The first five tracks on this disc offer, on the other hand, more substantial music with higher aspirations. The pieces are certainly well crafted and each has its own attractive features. That said, the three overtures, in particular, ultimately lack the spark of originality and/or the memorable fibre required to make more than a fleeting impression. They are variously animated and lively, suggesting that A night at Karlštejn castle
wouldn't necessarily provide a good sleep; stately and flowing in an appropriately stirring tribute to the 17th century Czech educational pioneer Comenius
; and surprisingly vigorous in the case of that to Josef Jiri Kolar’s tragedy The jew of Prague
. Although that last of the three is the most effective, largely because it is more compact and direct, none really sticks in the mind from its first hearing in the way that, to take a single contemporaneous example, the overture Donna Diana
by Fibich's fellow Prague composer Emil von Rezniček does.
The disc's fourth track - at nearly 18 minutes in length the longest on the disc - gives us an opportunity to hear Fibich's only attempt at ballet music, written to provide a dance interlude in his opera Hedy.
Melodically attractive and well executed, it suggests that he might have enjoyed success as a composer in that particular sphere.
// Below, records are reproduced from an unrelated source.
//! Service layer for voice activity logging.
//!
//! - **transition** - Classifies a voice state change as join, leave, move, or no change
//! - **session** - Measures stay durations from recorded join times
//! - **duration** - Renders stay durations for log messages
//! - **voice_log** - Orchestrates classification, bookkeeping, and delivery per event
//! - **log_channel** - Resolves or creates per-member log channels and posts messages

pub mod duration;
pub mod log_channel;
pub mod session;
pub mod transition;
pub mod voice_log;
use chrono::Duration;

/// Identity of a tracked member: the guild they are in and their user id.
#[derive(Debug, Clone, Copy, PartialEq, Eq, Hash)]
pub struct MemberKey {
    pub guild_id: u64,
    pub user_id: u64,
}

impl MemberKey {
    pub fn new(guild_id: u64, user_id: u64) -> Self {
        Self { guild_id, user_id }
    }
}

/// How long a member stayed in voice, as far as the bot observed.
#[derive(Debug, Clone, Copy, PartialEq, Eq)]
pub enum StayDuration {
    /// Elapsed time between the recorded join and the leave. Never negative.
    Known(Duration),
    /// No join was recorded, e.g. the member was connected before the bot started.
    Unknown,
}
//! Voice log orchestration.
//!
//! Turns a member's voice state change into ordered log lines and delivers them. The
//! decision steps are synchronous: `screen` classifies the change and `plan` also updates
//! the session tracker and composes messages. `handle` runs them and the delivery for one
//! member under that member's lock, so two events for the same member never interleave while
//! events for different members proceed concurrently.
//!
//! For a move, the leave line for the origin channel is composed and sent before the
//! join line for the destination, since the stay duration has to be read before the
//! join overwrites the tracker entry.

use chrono::{DateTime, Utc};
use dioxus_logger::tracing;
use std::{
    collections::HashMap,
    sync::{Arc, Mutex, MutexGuard, PoisonError},
};

use crate::{
    data::session::{InMemorySessionStore, SessionStore},
    error::AppError,
    model::{
        session::{MemberKey, StayDuration},
        voice::{Transition, VoiceStateChange},
    },
    service::{
        duration::format_duration, log_channel::LogSink, session::SessionTracker,
        transition::classify,
    },
};

pub const UNKNOWN_STAY: &str = "不明（入室時刻の記録なし）";

pub fn join_message(mention: &str, channel_name: &str) -> String {
    format!("✅ {mention} が **{channel_name}** に参加しました。")
}

pub fn leave_message(mention: &str, channel_name: &str, stay: StayDuration) -> String {
    let stay = match stay {
        StayDuration::Known(duration) => format_duration(duration),
        StayDuration::Unknown => UNKNOWN_STAY.to_string(),
    };

    format!("❌ {mention} が **{channel_name}** から退出しました。\n　滞在時間: {stay}")
}

pub struct VoiceLogService<S = InMemorySessionStore> {
    /// The only guild whose events are logged
    guild_id: u64,
    tracker: SessionTracker<S>,
    locks: MemberLocks,
}

impl VoiceLogService<InMemorySessionStore> {
    pub fn in_memory(guild_id: u64) -> Self {
        Self::new(guild_id, InMemorySessionStore::new())
    }
}

impl<S: SessionStore> VoiceLogService<S> {
    pub fn new(guild_id: u64, store: S) -> Self {
        Self {
            guild_id,
            tracker: SessionTracker::new(store),
            locks: MemberLocks::default(),
        }
    }

    pub fn guild_id(&self) -> u64 {
        self.guild_id
    }

    #[cfg(test)]
    pub fn tracker(&self) -> &SessionTracker<S> {
        &self.tracker
    }

    /// Classifies a voice state change without touching the tracker.
    ///
    /// Events from other guilds and from bot accounts are ignored.
    ///
    /// # Returns
    /// - `Some(Transition)` - The change needs a log entry
    /// - `None` - Nothing to log
    pub fn screen(&self, change: &VoiceStateChange) -> Option<Transition> {
        if change.guild_id != self.guild_id {
            tracing::debug!(
                "Ignoring voice state update from untracked guild {}",
                change.guild_id
            );
            return None;
        }

        if change.is_bot {
            tracing::debug!("Ignoring voice state update for bot user {}", change.user_id);
            return None;
        }

        match classify(change.before.as_ref(), change.after.as_ref()) {
            Transition::NoChange => None,
            transition => Some(transition),
        }
    }

    /// Applies a classified transition to the tracker and composes its log lines.
    ///
    /// The leave half is applied before the join half, so a move reads the stay duration
    /// before the join overwrites the record.
    fn apply(
        &self,
        change: &VoiceStateChange,
        transition: &Transition,
        now: DateTime<Utc>,
    ) -> Vec<String> {
        let key = change.key();
        let mut lines = Vec::with_capacity(2);

        if let Some(channel) = transition.left() {
            let stay = self.tracker.consume_leave(key, now);
            lines.push(leave_message(&change.mention, &channel.name, stay));
        }

        if let Some(channel) = transition.joined() {
            self.tracker.record_join(key, now);
            lines.push(join_message(&change.mention, &channel.name));
        }

        lines
    }

    /// Applies a voice state change to the tracker and composes its log lines.
    ///
    /// # Arguments
    /// - `change` - The member's voice presence before and after the event
    /// - `now` - Time the event is handled, used for both join and leave bookkeeping
    ///
    /// # Returns
    /// - Zero, one, or two lines; a leave line always precedes a join line
    pub fn plan(&self, change: &VoiceStateChange, now: DateTime<Utc>) -> Vec<String> {
        match self.screen(change) {
            Some(transition) => self.apply(change, &transition, now),
            None => Vec::new(),
        }
    }

    /// Delivers a voice state change to the member's log.
    ///
    /// Holds the member's lock from classification until the last line is posted. The
    /// log channel is resolved before the tracker is touched, so a resolution failure
    /// leaves the member's session intact. A failed post stops delivery of the remaining
    /// lines; tracker updates for the event are kept.
    ///
    /// # Arguments
    /// - `change` - The member's voice presence before and after the event
    /// - `now` - Time the event is handled
    /// - `sink` - Destination for the composed lines
    ///
    /// # Returns
    /// - `Ok(usize)` - Number of lines delivered (zero when the change needs no log)
    /// - `Err(AppError)` - The sink failed to resolve the log channel or post a line
    pub async fn handle<L>(
        &self,
        change: &VoiceStateChange,
        now: DateTime<Utc>,
        sink: &L,
    ) -> Result<usize, AppError>
    where
        L: LogSink + ?Sized,
    {
        let member_lock = self.locks.acquire(change.key());
        let _guard = member_lock.mutex.lock().await;

        let Some(transition) = self.screen(change) else {
            return Ok(0);
        };

        let channel = sink.resolve(&change.target()).await?;

        let lines = self.apply(change, &transition, now);
        for line in &lines {
            sink.post(&channel, line).await?;
        }

        Ok(lines.len())
    }
}

/// One async mutex per member with an event in flight.
///
/// Entries are dropped once no handler holds or waits on them.
#[derive(Default)]
struct MemberLocks {
    locks: Mutex<HashMap<MemberKey, Arc<tokio::sync::Mutex<()>>>>,
}

/// A handle on one member's mutex; removes the map entry on drop when it is the last one.
///
/// Dropping also covers a cancelled `handle` future still waiting on the mutex.
struct MemberLock<'a> {
    locks: &'a MemberLocks,
    key: MemberKey,
    mutex: Arc<tokio::sync::Mutex<()>>,
}

impl Drop for MemberLock<'_> {
    fn drop(&mut self) {
        self.locks.release(&self.key);
    }
}

impl MemberLocks {
    fn acquire(&self, key: MemberKey) -> MemberLock<'_> {
        let mutex = self.locks().entry(key).or_default().clone();
        MemberLock {
            locks: self,
            key,
            mutex,
        }
    }

    // Clones are only taken under the map lock, so a count of two (map and the
    // releasing handle) means nobody else holds or waits on the mutex.
    fn release(&self, key: &MemberKey) {
        let mut locks = self.locks();
        if locks
            .get(key)
            .is_some_and(|mutex| Arc::strong_count(mutex) == 2)
        {
            locks.remove(key);
        }
    }

    #[cfg(test)]
    fn len(&self) -> usize {
        self.locks().len()
    }

    fn locks(&self) -> MutexGuard<'_, HashMap<MemberKey, Arc<tokio::sync::Mutex<()>>>> {
        self.locks.lock().unwrap_or_else(PoisonError::into_inner)
    }
}

#[cfg(test)]
mod test;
It is followed by a brief march from the melodrama Hippodamia's death
that is notable for some inventive orchestration.
This Fibich complete orchestral edition is clearly a labour of love for the Czech National Symphony Orchestra and its accomplished conductor Marek Štilec, whose enthusiastic and thorough re-examination of the scores has led to several significant discoveries and consequent revisions. Even faced, as in several of these tracks, with some distinctly uninspired music, their performances continue to demonstrate both their own artistic and technical expertise and their deep commitment to the composer. The typically clear Naxos engineering helps considerably by ensuring that the artists are able to make the most convincing possible case, even for these sometimes less than memorable scores.